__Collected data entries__
────────────────────

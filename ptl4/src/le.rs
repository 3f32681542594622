//! List entries: memory regions exposed to incoming operations.

use std::sync::{Mutex, MutexGuard};

use bitflags::bitflags;

use crate::handle::CtHandle;
use crate::types::{ListKind, NiFail, ProcessId};
use crate::wire::{Op, Sge};

bitflags! {
    /// List entry options.
    #[derive(Debug, Clone, Copy, PartialEq, Eq)]
    pub struct LeOptions: u32 {
        /// Incoming puts and atomics may consume this entry.
        const OP_PUT = 1 << 0;
        /// Incoming gets (and the fetch half) may consume this entry.
        const OP_GET = 1 << 1;
        /// Unlink after the first successful match.
        const USE_ONCE = 1 << 2;
        /// The entry manages its own offset; unlink once residual free
        /// space drops below `min_free`.
        const MANAGE_LOCAL = 1 << 3;
        /// Never send an acknowledgement for operations on this entry.
        const ACK_DISABLE = 1 << 4;
        /// Suppress full comm events on this entry.
        const EVENT_COMM_DISABLE = 1 << 5;
        /// Count communication on the attached counter.
        const EVENT_CT_COMM = 1 << 6;
        /// Count manipulated bytes instead of operations.
        const EVENT_CT_BYTES = 1 << 7;
        /// Suppress the link event.
        const EVENT_LINK_DISABLE = 1 << 8;
        /// Suppress the auto-unlink event.
        const EVENT_UNLINK_DISABLE = 1 << 9;
    }
}

/// Matching criteria carried by matching-interface entries.
#[derive(Debug, Clone, Copy)]
pub struct MatchSpec {
    pub match_bits: u64,
    pub ignore_bits: u64,
    pub min_free: u64,
    /// Exact peer filter; `None` is the wildcard.
    pub id: Option<ProcessId>,
}

/// Mutable matching state, guarded by the entry lock. The same lock
/// serialises atomic-op application on the entry's memory.
#[derive(Debug)]
pub struct LeDyn {
    /// Local managed offset (`MANAGE_LOCAL`).
    pub local_offset: u64,
    pub linked: bool,
    pub pt_index: u32,
    pub list: ListKind,
    /// Unexpected-list records still referencing this entry.
    pub unexpected_refs: usize,
}

/// Outcome of testing an entry against an incoming request.
#[derive(Debug, Clone, Copy, PartialEq, Eq)]
pub enum MatchResult {
    /// Keep walking.
    NoMatch,
    /// Entry matched but refuses the operation; stop the walk.
    Deny(NiFail),
    /// Entry matched and permits the operation.
    Match,
}

/// A list entry. Matching entries additionally carry a [`MatchSpec`].
pub struct ListEntry {
    /// Exposed memory window.
    pub region: Sge,
    pub options: LeOptions,
    /// Required requester uid; `None` admits any.
    pub uid: Option<u32>,
    pub ct: Option<CtHandle>,
    pub user_ptr: u64,
    pub match_: Option<MatchSpec>,
    dyn_: Mutex<LeDyn>,
}

impl ListEntry {
    pub fn new(
        region: Sge,
        options: LeOptions,
        uid: Option<u32>,
        ct: Option<CtHandle>,
        user_ptr: u64,
        match_: Option<MatchSpec>,
    ) -> Self {
        Self {
            region,
            options,
            uid,
            ct,
            user_ptr,
            match_,
            dyn_: Mutex::new(LeDyn {
                local_offset: 0,
                linked: false,
                pt_index: 0,
                list: ListKind::Priority,
                unexpected_refs: 0,
            }),
        }
    }

    pub fn lock(&self) -> MutexGuard<'_, LeDyn> {
        self.dyn_.lock().unwrap()
    }

    /// Test this entry against a request. The walk stops on `Deny`.
    pub fn check(&self, op: Op, match_bits: u64, initiator: ProcessId, uid: u32) -> MatchResult {
        if let Some(ms) = &self.match_ {
            if (match_bits ^ ms.match_bits) & !ms.ignore_bits != 0 {
                return MatchResult::NoMatch;
            }
            if let Some(id) = ms.id {
                if id != initiator {
                    return MatchResult::NoMatch;
                }
            }
        }

        if let Some(want) = self.uid {
            if want != uid {
                return MatchResult::Deny(NiFail::PermViolation);
            }
        }

        let permitted = match op {
            Op::Put | Op::Atomic => self.options.contains(LeOptions::OP_PUT),
            Op::Get => self.options.contains(LeOptions::OP_GET),
            Op::Fetch | Op::Swap => self
                .options
                .contains(LeOptions::OP_PUT | LeOptions::OP_GET),
            _ => false,
        };
        if !permitted {
            return MatchResult::Deny(NiFail::OpViolation);
        }

        MatchResult::Match
    }
}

────────────────────

__Task details__
Would you set down every entry again, exactly?

__Answer to the exercise__
filename ptl4/src/le.rs
repository 3f32681542594622
//! List entries: memory regions exposed to incoming operations.

use std::sync::{Mutex, MutexGuard};

use bitflags::bitflags;

use crate::handle::CtHandle;
use crate::types::{ListKind, NiFail, ProcessId};
use crate::wire::{Op, Sge};

bitflags! {
    /// List entry options.
    #[derive(Debug, Clone, Copy, PartialEq, Eq)]
    pub struct LeOptions: u32 {
        /// Incoming puts and atomics may consume this entry.
        const OP_PUT = 1 << 0;
        /// Incoming gets (and the fetch half) may consume this entry.
        const OP_GET = 1 << 1;
        /// Unlink after the first successful match.
        const USE_ONCE = 1 << 2;
        /// The entry manages its own offset; unlink once residual free
        /// space drops below `min_free`.
        const MANAGE_LOCAL = 1 << 3;
        /// Never send an acknowledgement for operations on this entry.
        const ACK_DISABLE = 1 << 4;
        /// Suppress full comm events on this entry.
        const EVENT_COMM_DISABLE = 1 << 5;
        /// Count communication on the attached counter.
        const EVENT_CT_COMM = 1 << 6;
        /// Count manipulated bytes instead of operations.
        const EVENT_CT_BYTES = 1 << 7;
        /// Suppress the link event.
        const EVENT_LINK_DISABLE = 1 << 8;
        /// Suppress the auto-unlink event.
        const EVENT_UNLINK_DISABLE = 1 << 9;
    }
}

/// Matching criteria carried by matching-interface entries.
#[derive(Debug, Clone, Copy)]
pub struct MatchSpec {
    pub match_bits: u64,
    pub ignore_bits: u64,
    pub min_free: u64,
    /// Exact peer filter; `None` is the wildcard.
    pub id: Option<ProcessId>,
}

/// Mutable matching state, guarded by the entry lock. The same lock
/// serialises atomic-op application on the entry's memory.
#[derive(Debug)]
pub struct LeDyn {
    /// Local managed offset (`MANAGE_LOCAL`).
    pub local_offset: u64,
    pub linked: bool,
    pub pt_index: u32,
    pub list: ListKind,
    /// Unexpected-list records still referencing this entry.
    pub unexpected_refs: usize,
}

/// Outcome of testing an entry against an incoming request.
#[derive(Debug, Clone, Copy, PartialEq, Eq)]
pub enum MatchResult {
    /// Keep walking.
    NoMatch,
    /// Entry matched but refuses the operation; stop the walk.
    Deny(NiFail),
    /// Entry matched and permits the operation.
    Match,
}

/// A list entry. Matching entries additionally carry a [`MatchSpec`].
pub struct ListEntry {
    /// Exposed memory window.
    pub region: Sge,
    pub options: LeOptions,
    /// Required requester uid; `None` admits any.
    pub uid: Option<u32>,
    pub ct: Option<CtHandle>,
    pub user_ptr: u64,
    pub match_: Option<MatchSpec>,
    dyn_: Mutex<LeDyn>,
}

impl ListEntry {
    pub fn new(
        region: Sge,
        options: LeOptions,
        uid: Option<u32>,
        ct: Option<CtHandle>,
        user_ptr: u64,
        match_: Option<MatchSpec>,
    ) -> Self {
        Self {
            region,
            options,
            uid,
            ct,
            user_ptr,
            match_,
            dyn_: Mutex::new(LeDyn {
                local_offset: 0,
                linked: false,
                pt_index: 0,
                list: ListKind::Priority,
                unexpected_refs: 0,
            }),
        }
    }

    pub fn lock(&self) -> MutexGuard<'_, LeDyn> {
        self.dyn_.lock().unwrap()
    }

    /// Test this entry against a request. The walk stops on `Deny`.
    pub fn check(&self, op: Op, match_bits: u64, initiator: ProcessId, uid: u32) -> MatchResult {
        if let Some(ms) = &self.match_ {
            if (match_bits ^ ms.match_bits) & !ms.ignore_bits != 0 {
                return MatchResult::NoMatch;
            }
            if let Some(id) = ms.id {
                if id != initiator {
                    return MatchResult::NoMatch;
                }
            }
        }

        if let Some(want) = self.uid {
            if want != uid {
                return MatchResult::Deny(NiFail::PermViolation);
            }
        }

        let permitted = match op {
            Op::Put | Op::Atomic => self.options.contains(LeOptions::OP_PUT),
            Op::Get => self.options.contains(LeOptions::OP_GET),
            Op::Fetch | Op::Swap => self
                .options
                .contains(LeOptions::OP_PUT | LeOptions::OP_GET),
            _ => false,
        };
        if !permitted {
            return MatchResult::Deny(NiFail::OpViolation);
        }

        MatchResult::Match
    }
}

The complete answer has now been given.